Between 1996 and 2012, 290,000 Indian farmers committed suicides. From December 2009 to 2013, prices of rice, wheat and groundnut oil increased between 50 to 100 per cent; prices of potatoes have doubled and even quadrupled during this period; onion prices have on average doubled from already high levels. Diesel prices have almost tripled, from Rs. 20 in January 2004 to Rs. 55 in December 2013 (Delhi prices).

The peasantry is being pushed into abject poverty and indebtedness. In 1998, the World Bank's structural adjustment policies forced India to open up its seed sector to global corporations like Cargill, Monsanto and Syngenta. Overnight the agricultural economy of India changed. Farm saved seeds were replaced by corporate seeds, which need fertilizers and pesticides. The patented seeds are also engineered with non-renewable traits. As a result, poor peasants have to buy new seeds for every planting season and what was traditionally a free resource, available by putting aside a small portion of the crop has become a major economic burden. This has plunged many peasant farmers into massive debt.

At the same time the phenomenon of land grabbing is rising to new levels. Leaning on the Land Acquisition Act which was initially introduced by the British colonial rulers in 1894, the central and regional governments have been expropriating hundreds of thousands of acres of land from the peasants and handing them over to multinational companies. This has affected tens of millions of peasants who have lost everything. Many have not even received the humiliating compensation which they are entitled to according to the law. This, in effect, signifies the reversal of the limited land reforms which were introduced in the 1950’s and the 1960’s.

In Jharkhand 42 such agreements have recently been signed between the state government and companies such as Tata, Mittal, Jindal and others allowing them to forcibly take land for the mining of steel, iron and other raw materials. In 2009 the state of Chhattisgarh, grabbed 5,000 acres of land – in what was called the “Biggest land grab after Columbus” – and handed it over to Tata Steel. Both the above states are governed by the BJP – the party led by Modi.

The Naxalite movement

Over the past 15 years this has led to a very tense situation. With the intensification of the class struggle in the countryside, many states have seen the emergence of civil-war-like situations in the countryside and more remote areas over which the state has often lost control. This has meant the resurgence of the national question in many areas and for a period, the growth of the Maoist Naxalite movement.

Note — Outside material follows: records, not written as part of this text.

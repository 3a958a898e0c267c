use std::cmp::Ordering;

use fxhash::FxHashSet;
use tracing::debug;

use crate::problem::eval::Eval;
use crate::problem::vehicle_routing_problem::VehicleRoutingProblem;

use crate::solver::solution::solution_state::SolutionState;
use crate::solver::solution::tw_route::TwRoute;
use crate::solver::solver_params::{InitStrategy, SortStrategy};

use super::{fill_route, job_vehicle_eval, seed_route};

/// Availability ordering: longer shifts first, then larger capacity,
/// looser caps and finally rank for determinism.
fn availability_cmp(problem: &VehicleRoutingProblem, a: usize, b: usize) -> Ordering {
    let va = problem.vehicle(a);
    let vb = problem.vehicle(b);

    vb.time_window()
        .length()
        .cmp(&va.time_window().length())
        .then_with(|| vb.capacity().lex_cmp(va.capacity()))
        .then_with(|| {
            vb.max_travel_time()
                .unwrap_or(i64::MAX)
                .cmp(&va.max_travel_time().unwrap_or(i64::MAX))
        })
        .then_with(|| {
            vb.max_distance()
                .unwrap_or(i64::MAX)
                .cmp(&va.max_distance().unwrap_or(i64::MAX))
        })
        .then_with(|| a.cmp(&b))
}

fn vehicle_order(problem: &VehicleRoutingProblem, sort: SortStrategy) -> Vec<usize> {
    let mut order: Vec<usize> = (0..problem.nb_vehicles()).collect();
    match sort {
        SortStrategy::Availability => {
            order.sort_by(|&a, &b| availability_cmp(problem, a, b));
        }
        SortStrategy::Cost => {
            order.sort_by(|&a, &b| {
                problem
                    .vehicle(a)
                    .fixed_cost()
                    .cmp(&problem.vehicle(b).fixed_cost())
                    .then_with(|| availability_cmp(problem, a, b))
            });
        }
    }
    order
}

/// Static-sort regret insertion: vehicles are ordered once, each route is
/// seeded and filled in turn; a job's regret is its cheapest placement
/// with any later vehicle (its own when no later vehicle can take it).
pub fn basic_heuristic(
    problem: &VehicleRoutingProblem,
    routes: &mut [TwRoute],
    unassigned: &mut FxHashSet<usize>,
    init: InitStrategy,
    regret_permille: i64,
    sort: SortStrategy,
) -> Eval {
    let order = vehicle_order(problem, sort);
    let nb_jobs = problem.nb_jobs();

    // regrets[i][j]: cheapest single-vehicle eval of job j over vehicles
    // strictly after position i in the ordering.
    let mut regrets: Vec<Vec<Eval>> = vec![vec![Eval::NO_EVAL; nb_jobs]; order.len()];
    for position in (0..order.len().saturating_sub(1)).rev() {
        let later_vehicle = order[position + 1];
        for job in 0..nb_jobs {
            regrets[position][job] = regrets[position + 1][job]
                .min(job_vehicle_eval(problem, job, later_vehicle));
        }
    }

    for (position, &v) in order.iter().enumerate() {
        if unassigned.is_empty() {
            break;
        }
        let route = &mut routes[v];

        seed_route(problem, route, unassigned, init);

        let own_fallback: Vec<Eval> = (0..nb_jobs)
            .map(|job| {
                let later = regrets[position][job];
                if later.is_no_eval() {
                    // No later vehicle can take the job: regret collapses
                    // to its own cost.
                    job_vehicle_eval(problem, job, v)
                } else {
                    later
                }
            })
            .collect();

        fill_route(
            problem,
            route,
            unassigned,
            &|job| own_fallback[job],
            regret_permille,
        );
    }

    let total: Eval = (0..routes.len())
        .map(|v| SolutionState::route_eval_from_scratch(problem, v, &routes[v]))
        .sum();
    debug!(
        cost = total.cost,
        unassigned = unassigned.len(),
        "basic construction done"
    );
    total
}
use crate::problem::amount::Amount;
use crate::problem::vehicle_routing_problem::VehicleRoutingProblem;

/// Ordered job sequence for one vehicle, with the cached load profile that
/// makes capacity checks O(1).
///
/// `current_loads[s]` is the load carried on step `s`: step 0 is before
/// the first job, step `n` after the last one. Serving the job at rank `r`
/// turns step `r` into step `r + 1` by subtracting its delivery and adding
/// its pickup. `fwd_peaks[s]` / `bwd_peaks[s]` are the componentwise
/// maxima of `current_loads` over `0..=s` / `s..=n`.
#[derive(Clone)]
pub struct RawRoute {
    pub vehicle_rank: usize,
    pub route: Vec<usize>,

    current_loads: Vec<Amount>,
    fwd_peaks: Vec<Amount>,
    bwd_peaks: Vec<Amount>,

    // Prefix sums over job deliveries/pickups, inclusive of their rank.
    fwd_deliveries: Vec<Amount>,
    fwd_pickups: Vec<Amount>,
}

impl RawRoute {
    pub fn new(problem: &VehicleRoutingProblem, vehicle_rank: usize) -> Self {
        let mut route = RawRoute {
            vehicle_rank,
            route: Vec::new(),
            current_loads: Vec::new(),
            fwd_peaks: Vec::new(),
            bwd_peaks: Vec::new(),
            fwd_deliveries: Vec::new(),
            fwd_pickups: Vec::new(),
        };
        route.update_amounts(problem);
        route
    }

    pub fn len(&self) -> usize {
        self.route.len()
    }

    pub fn is_empty(&self) -> bool {
        self.route.is_empty()
    }

    pub fn job_at(&self, rank: usize) -> usize {
        self.route[rank]
    }

    pub fn has_start(&self, problem: &VehicleRoutingProblem) -> bool {
        problem.vehicle(self.vehicle_rank).start_location_id().is_some()
    }

    pub fn has_end(&self, problem: &VehicleRoutingProblem) -> bool {
        problem.vehicle(self.vehicle_rank).end_location_id().is_some()
    }

    pub fn load_at_step(&self, step: usize) -> &Amount {
        &self.current_loads[step]
    }

    pub fn max_load(&self) -> &Amount {
        &self.fwd_peaks[self.len()]
    }

    pub fn fwd_peak(&self, step: usize) -> &Amount {
        &self.fwd_peaks[step]
    }

    pub fn bwd_peak(&self, step: usize) -> &Amount {
        &self.bwd_peaks[step]
    }

    /// Total delivery amount over ranks `[first, last)`.
    pub fn delivery_in_range(&self, first: usize, last: usize) -> Amount {
        if first >= last {
            return self.fwd_deliveries.first().map_or(Amount::EMPTY, |a| {
                let mut zero = a.clone();
                zero.reset();
                zero
            });
        }
        let up_to_last = &self.fwd_deliveries[last - 1];
        if first == 0 {
            up_to_last.clone()
        } else {
            up_to_last - &self.fwd_deliveries[first - 1]
        }
    }

    /// Total pickup amount over ranks `[first, last)`.
    pub fn pickup_in_range(&self, first: usize, last: usize) -> Amount {
        if first >= last {
            return self.fwd_pickups.first().map_or(Amount::EMPTY, |a| {
                let mut zero = a.clone();
                zero.reset();
                zero
            });
        }
        let up_to_last = &self.fwd_pickups[last - 1];
        if first == 0 {
            up_to_last.clone()
        } else {
            up_to_last - &self.fwd_pickups[first - 1]
        }
    }

    /// Full load-profile recompute; every mutation goes through here so a
    /// route is never observable with stale amounts.
    pub fn update_amounts(&mut self, problem: &VehicleRoutingProblem) {
        let n = self.len();
        let zero = problem.zero_amount();

        self.fwd_deliveries.resize_with(n, || zero.clone());
        self.fwd_pickups.resize_with(n, || zero.clone());
        self.current_loads.resize_with(n + 1, || zero.clone());
        self.fwd_peaks.resize_with(n + 1, || zero.clone());
        self.bwd_peaks.resize_with(n + 1, || zero.clone());

        let mut deliveries = zero.clone();
        let mut pickups = zero.clone();
        for (i, &job_rank) in self.route.iter().enumerate() {
            let job = problem.job(job_rank);
            deliveries += job.delivery();
            pickups += job.pickup();
            self.fwd_deliveries[i].update(&deliveries);
            self.fwd_pickups[i].update(&pickups);
        }

        // Everything to deliver is on board when the route starts.
        self.current_loads[0].update(&deliveries);
        for (i, &job_rank) in self.route.iter().enumerate() {
            let job = problem.job(job_rank);
            let mut load = self.current_loads[i].clone();
            load -= job.delivery();
            load += job.pickup();
            self.current_loads[i + 1].update(&load);
        }

        let mut peak = self.current_loads[0].clone();
        self.fwd_peaks[0].update(&peak);
        for i in 1..=n {
            peak.update_max(&self.current_loads[i]);
            self.fwd_peaks[i].update(&peak);
        }

        peak.update(&self.current_loads[n]);
        self.bwd_peaks[n].update(&peak);
        for i in (0..n).rev() {
            peak.update_max(&self.current_loads[i]);
            self.bwd_peaks[i].update(&peak);
        }
    }

    pub fn set_route(&mut self, problem: &VehicleRoutingProblem, jobs: Vec<usize>) {
        self.route = jobs;
        self.update_amounts(problem);
    }

    pub fn insert(&mut self, problem: &VehicleRoutingProblem, job_rank: usize, rank: usize) {
        self.route.insert(rank, job_rank);
        self.update_amounts(problem);
    }

    pub fn remove(&mut self, problem: &VehicleRoutingProblem, rank: usize, count: usize) {
        self.route.drain(rank..rank + count);
        self.update_amounts(problem);
    }

    /// Replaces ranks `[first_rank, last_rank)` with the given jobs.
    pub fn replace(
        &mut self,
        problem: &VehicleRoutingProblem,
        jobs: impl Iterator<Item = usize>,
        first_rank: usize,
        last_rank: usize,
    ) {
        self.route.splice(first_rank..last_rank, jobs);
        self.update_amounts(problem);
    }

    /// O(1) check for inserting one job with the given pickup and
    /// delivery amounts at `rank`: the delivery raises every load before
    /// the insertion point, the pickup every load after it.
    pub fn is_valid_addition_for_capacity(
        &self,
        problem: &VehicleRoutingProblem,
        pickup: &Amount,
        delivery: &Amount,
        rank: usize,
    ) -> bool {
        let capacity = problem.vehicle(self.vehicle_rank).capacity();

        (&self.fwd_peaks[rank] + delivery).fits_in(capacity)
            && (&self.bwd_peaks[rank] + pickup).fits_in(capacity)
    }

    /// Aggregate check for replacing ranks `[first_rank, last_rank)` with
    /// a slice of total `pickup`/`delivery`. Exact on both sides of the
    /// replaced range; the interior of the inserted slice needs the
    /// `_inclusion` variant.
    pub fn is_valid_addition_for_capacity_margins(
        &self,
        problem: &VehicleRoutingProblem,
        pickup: &Amount,
        delivery: &Amount,
        first_rank: usize,
        last_rank: usize,
    ) -> bool {
        debug_assert!(first_rank <= last_rank && last_rank <= self.len());
        let capacity = problem.vehicle(self.vehicle_rank).capacity();

        let removed_deliveries = self.delivery_in_range(first_rank, last_rank);
        let removed_pickups = self.pickup_in_range(first_rank, last_rank);

        (&(&self.fwd_peaks[first_rank] - &removed_deliveries) + delivery).fits_in(capacity)
            && (&(&self.bwd_peaks[last_rank] - &removed_pickups) + pickup).fits_in(capacity)
    }

    /// Exact check for replacing ranks `[first_rank, last_rank)` with the
    /// given jobs: walks the whole modified load profile. `delivery` is
    /// the total delivery amount of the inserted jobs.
    pub fn is_valid_addition_for_capacity_inclusion(
        &self,
        problem: &VehicleRoutingProblem,
        delivery: &Amount,
        jobs: impl Iterator<Item = usize> + Clone,
        first_rank: usize,
        last_rank: usize,
    ) -> bool {
        debug_assert!(first_rank <= last_rank && last_rank <= self.len());
        let capacity = problem.vehicle(self.vehicle_rank).capacity();

        let removed_deliveries = self.delivery_in_range(first_rank, last_rank);
        let mut current = &(&self.current_loads[0] - &removed_deliveries) + delivery;

        if !current.fits_in(capacity) {
            return false;
        }

        let head = self.route[..first_rank].iter().copied();
        let tail = self.route[last_rank..].iter().copied();

        for job_rank in head.chain(jobs).chain(tail) {
            let job = problem.job(job_rank);
            current -= job.delivery();
            current += job.pickup();
            if !current.fits_in(capacity) {
                return false;
            }
        }

        true
    }
}

#[cfg(test)]
mod tests {
    use super::*;
    use crate::test_utils;

    #[test]
    fn test_load_profile() {
        // j0 delivers 10, j1 delivers 20, j2 picks up 10.
        let problem = test_utils::problem_with_amounts(
            vec![(10, 0), (20, 0), (0, 10)],
            vec![40],
        );

        let mut route = RawRoute::new(&problem, 0);
        route.set_route(&problem, vec![0, 2, 1]);

        assert_eq!(route.load_at_step(0), &Amount::from_vec(vec![30]));
        assert_eq!(route.load_at_step(1), &Amount::from_vec(vec![20]));
        assert_eq!(route.load_at_step(2), &Amount::from_vec(vec![30]));
        assert_eq!(route.load_at_step(3), &Amount::from_vec(vec![10]));

        assert_eq!(route.fwd_peak(3), &Amount::from_vec(vec![30]));
        assert_eq!(route.bwd_peak(2), &Amount::from_vec(vec![30]));
        assert_eq!(route.bwd_peak(3), &Amount::from_vec(vec![10]));
        assert_eq!(route.max_load(), &Amount::from_vec(vec![30]));

        assert_eq!(route.delivery_in_range(0, 2), Amount::from_vec(vec![10]));
        assert_eq!(route.pickup_in_range(1, 3), Amount::from_vec(vec![10]));
    }

    #[test]
    fn test_is_valid_addition_for_capacity() {
        let problem = test_utils::problem_with_amounts(
            vec![(10, 0), (20, 0), (15, 0)],
            vec![30],
        );

        let mut route = RawRoute::new(&problem, 0);
        route.set_route(&problem, vec![0, 1]);

        // Start load is 30; another delivery of 15 would exceed capacity
        // at the start, wherever it is inserted.
        let delivery = Amount::from_vec(vec![15]);
        let none = Amount::from_vec(vec![0]);
        assert!(!route.is_valid_addition_for_capacity(&problem, &none, &delivery, 0));
        assert!(!route.is_valid_addition_for_capacity(&problem, &none, &delivery, 2));

        // A pickup of 15 fits at the end, where only 0 is on board, but
        // not at the start.
        let pickup = Amount::from_vec(vec![15]);
        assert!(route.is_valid_addition_for_capacity(&problem, &pickup, &none, 2));
        assert!(!route.is_valid_addition_for_capacity(&problem, &pickup, &none, 0));
    }

    #[test]
    fn test_margins_match_inclusion_on_replacement() {
        let problem = test_utils::problem_with_amounts(
            vec![(10, 0), (20, 0), (15, 0), (0, 5)],
            vec![35],
        );

        let mut route = RawRoute::new(&problem, 0);
        route.set_route(&problem, vec![0, 1, 3]);

        // Replace rank 1 (delivers 20) with job 2 (delivers 15).
        let delivery = Amount::from_vec(vec![15]);
        let pickup = Amount::from_vec(vec![0]);

        assert!(route.is_valid_addition_for_capacity_margins(
            &problem, &pickup, &delivery, 1, 2
        ));
        assert!(route.is_valid_addition_for_capacity_inclusion(
            &problem,
            &delivery,
            std::iter::once(2),
            1,
            2
        ));
    }

    #[test]
    fn test_mutations_recompute_loads() {
        let problem = test_utils::problem_with_amounts(
            vec![(10, 0), (20, 0), (15, 0)],
            vec![100],
        );

        let mut route = RawRoute::new(&problem, 0);
        route.insert(&problem, 0, 0);
        route.insert(&problem, 1, 1);
        assert_eq!(route.load_at_step(0), &Amount::from_vec(vec![30]));

        route.remove(&problem, 0, 1);
        assert_eq!(route.load_at_step(0), &Amount::from_vec(vec![20]));
        assert_eq!(route.len(), 1);

        route.replace(&problem, [0, 2].iter().copied(), 0, 1);
        assert_eq!(route.route, vec![0, 2]);
        assert_eq!(route.load_at_step(0), &Amount::from_vec(vec![25]));
    }
}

At least 20,000 people are estimated to have taken up arms and joined the Maoists in their war against the government. The movement is believed to have a further 50,000 people who are involved in supporting the Maoists in one way or another. Further to this these movements have the passive support of vast layers of the Adivasi forest dwellers population and some layers of the peasants in the areas that they operate in.

In 2009 as the Chhattisgarh government was preparing for the above mentioned land grab, a small group of Maoists walked up to the weekly market in Lohandiguda village, and at close range shot dead Vimal Meshram, 42, an influential tribal leader and a supporter of the Tata project. Then, in full public view, they walked away. This reveals the sympathy of the rural population with the insurgents and their hatred towards the actions of big business in the countryside.

In response to the Maoists operating in the state, the reactionary Salwa Judum militia was setup by a senior Congress party leader Mahendra Karma in 2005. Karma, who was a former tribal leader, along with many business people had been trying to set up a militia to fight the Naxalites for many years. However, it was only in 2005 when the state had signed several major mining contracts with big corporations, that it threw its weight behind the idea and offered the active support of the police and the army. Tens of thousands of paramilitaries were dispatched ravaging through hundreds of villages, burning and evacuating at least 644 and forcing 300,000 people to flee their homes. The land cleared by the militia was given over to corporations in retribution against the agricultural workers for supporting the insurgency, even if only in a passive manner.

During the offensives, thousands of people were murdered and more than a thousand cases of rape have been reported to date. However, none of the perpetrators have been charged. In fact, despite the Supreme Court of India having illegalised the militia, it still operates under the protection of the BJP government of Chhattisgarh. This exposes the true nature of the BJP which is a party in defence of big business. However, these events also highlight the level of degeneration of Congress which is equally corrupt.

This and many similar developments have pushed hundreds of thousands Adivasis and peasants into the arms of the Maoists. At its height, the insurgency encompassed areas which spanned up to half of the country in the most remote and rural areas where the state is weaker. This meant that a varying degree of conflict took place in 20 out of 28 states.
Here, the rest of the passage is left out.